0
3401
Газета Антракт Интернет-версия

03.11.2006 00:00:00

Трудные вопросы для Отара Иоселиани

Тэги: иоселиани, сады осенью


иоселиани, сады осенью Отар Иоселиани: «Очень стараюсь быть вне политики».
Фото Артема Житенева (НГ-фото)

Отар Иоселиани, живя во Франции, не приобрел акцента. Сохранил грузинский. Значит, не потерял корней. Хотя в рассуждениях подчеркнуто космополитичен. На вопрос о теперешних российско-грузинских отношениях, начинает говорить, что «наш президент» Жак Ширак принимает Россию за большой баллон газа, который однажды достанется Франции, а где Грузия – и вовсе не знает. Лукаво утверждает, что совсем не разбирается в винах. Считает актеров жуликами, а жуликов – великими актерами. Гражданин мира, давно заработавший себе репутацию независимого режиссера, Отар Иоселиани приехал в Москву представлять свой новый фильм «Сады осенью» и принял корреспондентов «НГ» в Доме на набережной.

-Отар Давидович, большинство ваших фильмов о том, что любая социальная структура закабаляет личность и как только человек из этой кабалы вырывается, не важно куда – пусть в бомжи, – он становится счастливым. Вы действительно считаете, что бомжем быть лучше, чем чиновником?

– Во всяком случае, чиновником быть хуже, чем бомжем. Потому что у бомжа все-таки больше приятелей.

– Есть ли реальные прототипы у вашего министра Венсана из «Садов осенью»?

– Нет. Это байки┘

– А литературные прототипы у него есть? Вы опирались на Салтыкова-Щедрина, на Гоголя или все-таки на французскую действительность?

– Я размышлял о той чехарде, которая происходит вокруг властей предержащих, и думал: какие же они все безумцы. Теряют время, теряют жизнь. Им кажется, что они чем-то обладают. В кино я могу себе позволить выгнать их всех... на волю, чтобы они начали жить по-настоящему, как мы. Вот такая забавная идея. А кто мой главный герой – министр или не министр – не важно. Я думаю, что все богатые, все нахапавшие себе чужое добро люди – глубоко несчастны. Поэтому пока Венсан чиновник – ему плохо.

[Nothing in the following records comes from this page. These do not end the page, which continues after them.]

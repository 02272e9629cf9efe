//! Fluent pagination on queries
//!
//! ```ignore
//! let page = source.paginate(2, 25)?;
//! let first = source.cursor_paginate(id_key, 25, None, SortOrder::Ascending)?;
//! ```

use super::strategies::{CursorPaginator, SimplePaginator, SizeAwarePaginator};
use super::types::{
    AsyncPaginator, CursorPage, CursorParams, Page, PageParams, Paginator, SizedPage,
};
use crate::error::Result;
use crate::query::{AsyncQueryable, KeySelector, Queryable};
use crate::types::{CursorKey, SortOrder};
use async_trait::async_trait;

/// Pagination methods available on every query
pub trait PaginateExt<T>: Queryable<T> {
    /// Fetch one page without counting the total
    fn simple_paginate(self, page: u32, page_size: u32) -> Result<Page<T>> {
        Paginator::<T, Self>::paginate(&SimplePaginator, self, &PageParams::new(page, page_size))
    }

    /// Fetch one page together with item and page totals
    fn paginate(self, page: u32, page_size: u32) -> Result<SizedPage<T>> {
        Paginator::<T, Self>::paginate(
            &SizeAwarePaginator,
            self,
            &PageParams::new(page, page_size),
        )
    }

    /// Fetch the page following `cursor` in `order`
    fn cursor_paginate<K: CursorKey>(
        self,
        key: KeySelector<T, K>,
        page_size: u32,
        cursor: Option<K>,
        order: SortOrder,
    ) -> Result<CursorPage<T, K>> {
        let params = CursorParams {
            page_size,
            cursor,
            order,
        };
        Paginator::<T, Self>::paginate(&CursorPaginator::new(key), self, &params)
    }
}

impl<T, Q: Queryable<T>> PaginateExt<T> for Q {}

/// Asynchronous pagination methods available on every async query
#[async_trait]
pub trait PaginateAsyncExt<T: Send + 'static>: AsyncQueryable<T> + 'static {
    /// Fetch one page without counting the total
    async fn simple_paginate_async(self, page: u32, page_size: u32) -> Result<Page<T>> {
        let params = PageParams::new(page, page_size);
        AsyncPaginator::<T, Self>::paginate_async(&SimplePaginator, self, &params).await
    }

    /// Fetch one page together with item and page totals
    async fn paginate_async(self, page: u32, page_size: u32) -> Result<SizedPage<T>> {
        let params = PageParams::new(page, page_size);
        AsyncPaginator::<T, Self>::paginate_async(&SizeAwarePaginator, self, &params).await
    }

    /// Fetch the page following `cursor` in `order`
    async fn cursor_paginate_async<K: CursorKey>(
        self,
        key: KeySelector<T, K>,
        page_size: u32,
        cursor: Option<K>,
        order: SortOrder,
    ) -> Result<CursorPage<T, K>> {
        let paginator = CursorPaginator::new(key);
        let params = CursorParams {
            page_size,
            cursor,
            order,
        };
        AsyncPaginator::<T, Self>::paginate_async(&paginator, self, &params).await
    }
}

impl<T: Send + 'static, Q: AsyncQueryable<T> + 'static> PaginateAsyncExt<T> for Q {}
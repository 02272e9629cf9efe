//! Query sources backed by DuckDB
//!
//! DuckDB serves both its own database files and CSV/Parquet/JSON files it
//! scans in place. Ordering, cursor filters and slicing are pushed down as
//! SQL, with cursor values bound as parameters of the key column's type.

mod engine;
mod query;
mod source;

pub use engine::{
    duckdb_value_to_json, json_key, key_value_for_column, key_value_to_duckdb, row_to_json,
    DatabaseEngine,
};
pub use query::{quote_identifier, Relation, SqlQuery};
pub use source::{DuckDbSource, RowMapper};
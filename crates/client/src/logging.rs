//! Logging setup for the agent binary.

use std::path::{Path, PathBuf};
use std::time::{SystemTime, UNIX_EPOCH};

use anyhow::{Context, Result};
use tracing_subscriber::layer::SubscriberExt;
use tracing_subscriber::util::SubscriberInitExt;

/// Get the platform-specific log directory
///
/// - macOS: `~/Library/Caches/agent/logs`
/// - Linux: `~/.cache/agent/logs` (or `$XDG_CACHE_HOME/agent/logs`)
/// - Windows: `%LOCALAPPDATA%\agent\logs`
/// - Fallback: `/tmp/agent/logs`
pub fn log_dir() -> PathBuf {
    directories::ProjectDirs::from("", "", "agent")
        .map(|dirs| dirs.cache_dir().to_path_buf())
        .unwrap_or_else(|| PathBuf::from("/tmp/agent"))
        .join("logs")
}

/// Resolve the session id, generating one from the wall clock if absent.
pub fn session_id(configured: Option<&str>) -> String {
    configured.map(str::to_string).unwrap_or_else(|| {
        let timestamp = SystemTime::now()
            .duration_since(UNIX_EPOCH)
            .map(|elapsed| elapsed.as_secs())
            .unwrap_or_default();
        format!("session_{timestamp}")
    })
}

/// Create the per-session log directory under `base`.
pub fn session_log_dir(base: &Path, session_id: &str) -> Result<PathBuf> {
    let dir = base.join(session_id);
    std::fs::create_dir_all(&dir)
        .with_context(|| format!("Failed to create log directory: {}", dir.display()))?;
    Ok(dir)
}

/// Setup logging to both stderr and file
pub fn setup_logging(session_id: &str) -> Result<()> {
    let session_log_dir = session_log_dir(&log_dir(), session_id)?;

    let file_appender = tracing_appender::rolling::never(&session_log_dir, "agent.log");
    let (non_blocking_file, guard) = tracing_appender::non_blocking(file_appender);

    let env_filter = tracing_subscriber::EnvFilter::from_default_env()
        .add_directive(tracing::Level::INFO.into());

    let file_layer = tracing_subscriber::fmt::layer()
        .with_writer(non_blocking_file)
        .with_ansi(false);

    // stdout stays free for piping; diagnostics go to stderr
    let stderr_layer = tracing_subscriber::fmt::layer()
        .with_writer(std::io::stderr)
        .with_target(false);

    tracing_subscriber::registry()
        .with(env_filter)
        .with(file_layer)
        .with(stderr_layer)
        .init();

    // Leak the guard to keep file writer alive
    std::mem::forget(guard);

    tracing::info!(session = %session_id, "logging initialized");
    tracing::info!("Log file: {}/agent.log", session_log_dir.display());

    Ok(())
}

– Почему в вашем последнем фильме вы выбрали для себя роль садовника, были ли у вас другие варианты?

– Садовник – такой персонаж, который не участвует в содеянии зла.

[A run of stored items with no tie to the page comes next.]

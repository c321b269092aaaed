//! Offline stand-in world for running the agent without a game client.

use agent_runtime::{CharacterState, InMemoryHost, InventorySnapshot, Position, RuntimeConfig};

/// Build an in-memory host whose character can use the configured guard skill.
pub fn offline_host(config: &RuntimeConfig) -> InMemoryHost {
    let host = InMemoryHost::new(CharacterState {
        name: config.profile.name.clone(),
        map: "main".to_string(),
        position: Position::default(),
        mana: config.guard.mana_cost.saturating_mul(10),
        equipped: vec![config.guard.required_item.clone()],
    });
    host.set_inventory(InventorySnapshot {
        empty_slots: Some(42),
        items: None,
    });
    host
}

#[cfg(test)]
mod tests {
    use agent_runtime::GameHost;

    use super::*;

    #[tokio::test]
    async fn character_meets_guard_preconditions() {
        let config = RuntimeConfig::default();
        let host = offline_host(&config);

        let character = host.character().await.unwrap();
        assert_eq!(character.name, config.profile.name);
        assert!(character.has_equipped(&config.guard.required_item));
        assert!(character.mana >= config.guard.mana_cost);
    }
}
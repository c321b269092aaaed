//! Continuous idleness accounting.
//!
//! Once per tick the character is either moving, which resets the counter to
//! exactly 0, or stationary, which adds exactly 1. Every `report_every`-th
//! stationary tick produces an idle report.

use std::sync::Arc;
use std::sync::atomic::{AtomicU64, Ordering};
use std::time::Duration;

use async_trait::async_trait;
use tracing::{info, trace};

use crate::events::{Event, EventBus, IdleEvent};
use crate::metrics::AgentMetrics;
use crate::query::SafeQuery;
use crate::ticker::{PeriodicTask, Ticker};

/// What a single tick did to the counter.
#[derive(Debug, Clone, Copy, PartialEq, Eq)]
pub enum IdleStep {
    /// Motion observed; the counter is now 0.
    Reset,
    /// Stationary; the counter is now the carried value.
    Accrued(u64),
    /// Stationary and on the report cadence; the counter is now the carried value.
    Report(u64),
}

/// Idle counter of one character.
#[derive(Debug, Clone, Copy, Default, PartialEq, Eq)]
pub struct IdleState {
    counter: u64,
}

impl IdleState {
    pub fn counter(&self) -> u64 {
        self.counter
    }

    /// Applies one tick.
    ///
    /// A `report_every` of 0 disables reports.
    pub fn advance(&mut self, moving: bool, report_every: u64) -> IdleStep {
        if moving {
            self.counter = 0;
            return IdleStep::Reset;
        }

        self.counter = self.counter.saturating_add(1);
        if report_every > 0 && self.counter % report_every == 0 {
            IdleStep::Report(self.counter)
        } else {
            IdleStep::Accrued(self.counter)
        }
    }
}

/// Read-only view of a tracker's counter, shareable across tasks.
#[derive(Debug, Clone, Default)]
pub struct IdleGauge(Arc<AtomicU64>);

impl IdleGauge {
    pub fn ticks(&self) -> u64 {
        self.0.load(Ordering::Relaxed)
    }
}

/// Tracker settings.
#[derive(Debug, Clone, Copy, PartialEq, Eq)]
pub struct IdleConfig {
    pub period: Duration,
    pub report_every: u64,
}

impl Default for IdleConfig {
    fn default() -> Self {
        Self {
            period: Duration::from_secs(1),
            report_every: 5,
        }
    }
}

struct IdleTask {
    character: String,
    query: SafeQuery,
    config: IdleConfig,
    gauge: IdleGauge,
    events: EventBus,
    metrics: Arc<AgentMetrics>,
}

impl IdleTask {
    async fn step(&self) -> IdleStep {
        let moving = self.query.is_moving().await;

        // Only this task writes the gauge.
        let mut state = IdleState {
            counter: self.gauge.ticks(),
        };
        let step = state.advance(moving, self.config.report_every);
        self.gauge.0.store(state.counter(), Ordering::Relaxed);

        trace!(character = %self.character, ticks = state.counter(), moving, "idle tick");

        if let IdleStep::Report(ticks) = step {
            let idle_for = self
                .config
                .period
                .saturating_mul(u32::try_from(ticks).unwrap_or(u32::MAX));
            info!(
                character = %self.character,
                ticks,
                idle_for_secs = idle_for.as_secs_f64(),
                "character idle"
            );
            self.metrics.record_idle_report();
            self.events.publish(Event::Idle(IdleEvent::Report {
                character: self.character.clone(),
                ticks,
                idle_for_ms: u64::try_from(idle_for.as_millis()).unwrap_or(u64::MAX),
            }));
        }

        step
    }
}

#[async_trait]
impl PeriodicTask for IdleTask {
    fn name(&self) -> &'static str {
        "idle_tracker"
    }

    async fn tick(&self) {
        self.step().await;
    }
}

/// Self-scheduling idle counter for one character.
pub struct IdleTracker {
    task: Arc<IdleTask>,
    ticker: Ticker,
}

impl IdleTracker {
    pub fn new(
        character: impl Into<String>,
        query: SafeQuery,
        config: IdleConfig,
        events: EventBus,
        metrics: Arc<AgentMetrics>,
    ) -> Self {
        Self {
            ticker: Ticker::new(config.period),
            task: Arc::new(IdleTask {
                character: character.into(),
                query,
                config,
                gauge: IdleGauge::default(),
                events,
                metrics,
            }),
        }
    }

    pub fn start(&mut self) {
        self.ticker.start(Arc::clone(&self.task));
    }

    pub fn stop(&mut self) {
        self.ticker.stop();
    }

    pub async fn shutdown(&mut self) {
        self.ticker.shutdown().await;
    }

    pub fn is_running(&self) -> bool {
        self.ticker.is_running()
    }

    /// Runs one tick immediately, outside the schedule.
    pub async fn tick(&self) -> IdleStep {
        self.task.step().await
    }

    pub fn idle_ticks(&self) -> u64 {
        self.task.gauge.ticks()
    }

    pub fn gauge(&self) -> IdleGauge {
        self.task.gauge.clone()
    }
}

#[cfg(test)]
mod tests {
    use super::*;
    use crate::events::Topic;
    use crate::host::{CharacterState, InMemoryHost};

    #[test]
    fn motion_resets_to_exactly_zero() {
        let mut state = IdleState::default();
        for _ in 0..3 {
            state.advance(false, 5);
        }
        assert_eq!(state.counter(), 3);

        assert_eq!(state.advance(true, 5), IdleStep::Reset);
        assert_eq!(state.counter(), 0);

        assert_eq!(state.advance(true, 5), IdleStep::Reset);
        assert_eq!(state.counter(), 0);

        assert_eq!(state.advance(false, 5), IdleStep::Accrued(1));
    }

    #[test]
    fn reports_on_multiples_only() {
        let mut state = IdleState::default();
        let reports: Vec<u64> = (0..12)
            .filter_map(|_| match state.advance(false, 5) {
                IdleStep::Report(ticks) => Some(ticks),
                _ => None,
            })
            .collect();

        assert_eq!(reports, [5, 10]);
        assert_eq!(state.counter(), 12);
    }

    #[test]
    fn zero_cadence_never_reports() {
        let mut state = IdleState::default();
        assert!((0..20).all(|_| !matches!(state.advance(false, 0), IdleStep::Report(_))));
    }

    fn tracker(host: Arc<InMemoryHost>, events: EventBus) -> IdleTracker {
        IdleTracker::new(
            "warden",
            SafeQuery::new(host, Duration::from_millis(100)),
            IdleConfig::default(),
            events,
            Arc::new(AgentMetrics::new()),
        )
    }

    #[tokio::test]
    async fn manual_ticks_follow_motion() {
        let host = Arc::new(InMemoryHost::new(CharacterState::default()));
        let tracker = tracker(host.clone(), EventBus::new());

        assert_eq!(tracker.tick().await, IdleStep::Accrued(1));
        assert_eq!(tracker.tick().await, IdleStep::Accrued(2));

        host.set_driven(true);
        assert_eq!(tracker.tick().await, IdleStep::Reset);
        assert_eq!(tracker.idle_ticks(), 0);

        host.set_driven(false);
        assert_eq!(tracker.tick().await, IdleStep::Accrued(1));
    }

    #[tokio::test(start_paused = true)]
    async fn scheduled_ticks_publish_reports() {
        let host = Arc::new(InMemoryHost::new(CharacterState::default()));
        let events = EventBus::new();
        let mut idle_rx = events.subscribe(Topic::Idle);
        let mut tracker = tracker(host, events);

        tracker.start();
        tracker.start();
        tokio::time::sleep(Duration::from_millis(12_500)).await;
        tracker.shutdown().await;

        assert_eq!(tracker.idle_ticks(), 12);
        let mut reported = Vec::new();
        while let Ok(Event::Idle(IdleEvent::Report {
            ticks, idle_for_ms, ..
        })) = idle_rx.try_recv()
        {
            assert_eq!(idle_for_ms, ticks * 1000);
            reported.push(ticks);
        }
        assert_eq!(reported, [5, 10]);
    }
}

– В том эпизоде, где вы появляетесь, вы рисуете на стене жирафа. Почему именно жирафа?

– Жираф – это удивительное существо. Если думать о том, как развиваются звери и люди, то природа позволила жирафу удлинить себе шею для того, чтобы щипать листья с деревьев, а не есть траву┘ Бараны едят травку, а жираф щиплет листву, не сгибаясь вниз.

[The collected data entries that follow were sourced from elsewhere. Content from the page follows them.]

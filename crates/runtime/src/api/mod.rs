//! Public runtime API surface.
//!
//! This module gathers the types exposed to consumers of the runtime crate so
//! other layers can stay focused on orchestration, tasks, or host plumbing.

pub mod errors;
pub mod handle;

pub use errors::{HostError, HostResult, Result, RuntimeError};
pub use handle::AgentHandle;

- Нет ли у вас ощущения, что сегодня журналисты гоняются не за режиссером Иоселиани, а за грузином, который может сказать пару острых слов на тему последних событий в области российско-грузинских отношений?

– Я не эксперт по этим вопросам. Я мог бы прочесть вам курс о культурных взаимоотношениях России с Грузией, который бы звучал радостно и солнечно. А то, что делает сегодняшняя администрация – и российская, и грузинская, – это игры, которые меня не касаются. Поэзия – вещь внеполитическая. Я очень стараюсь быть вне политики. Пройдут времена, сдует всех ветром. Сдует нас, сдует Путина, Саакашвили, но вот быдло, к сожалению, останется быдлом, ему суждена вечная жизнь – и в России, и в Грузии, и на Западе. Совершенно дикие и необразованные, невоспитанные люди приходят к власти. Везде. Так было испокон веков. Случаются исключения – последний просвещенный государь в России был Александр II. Николай I был дикарь.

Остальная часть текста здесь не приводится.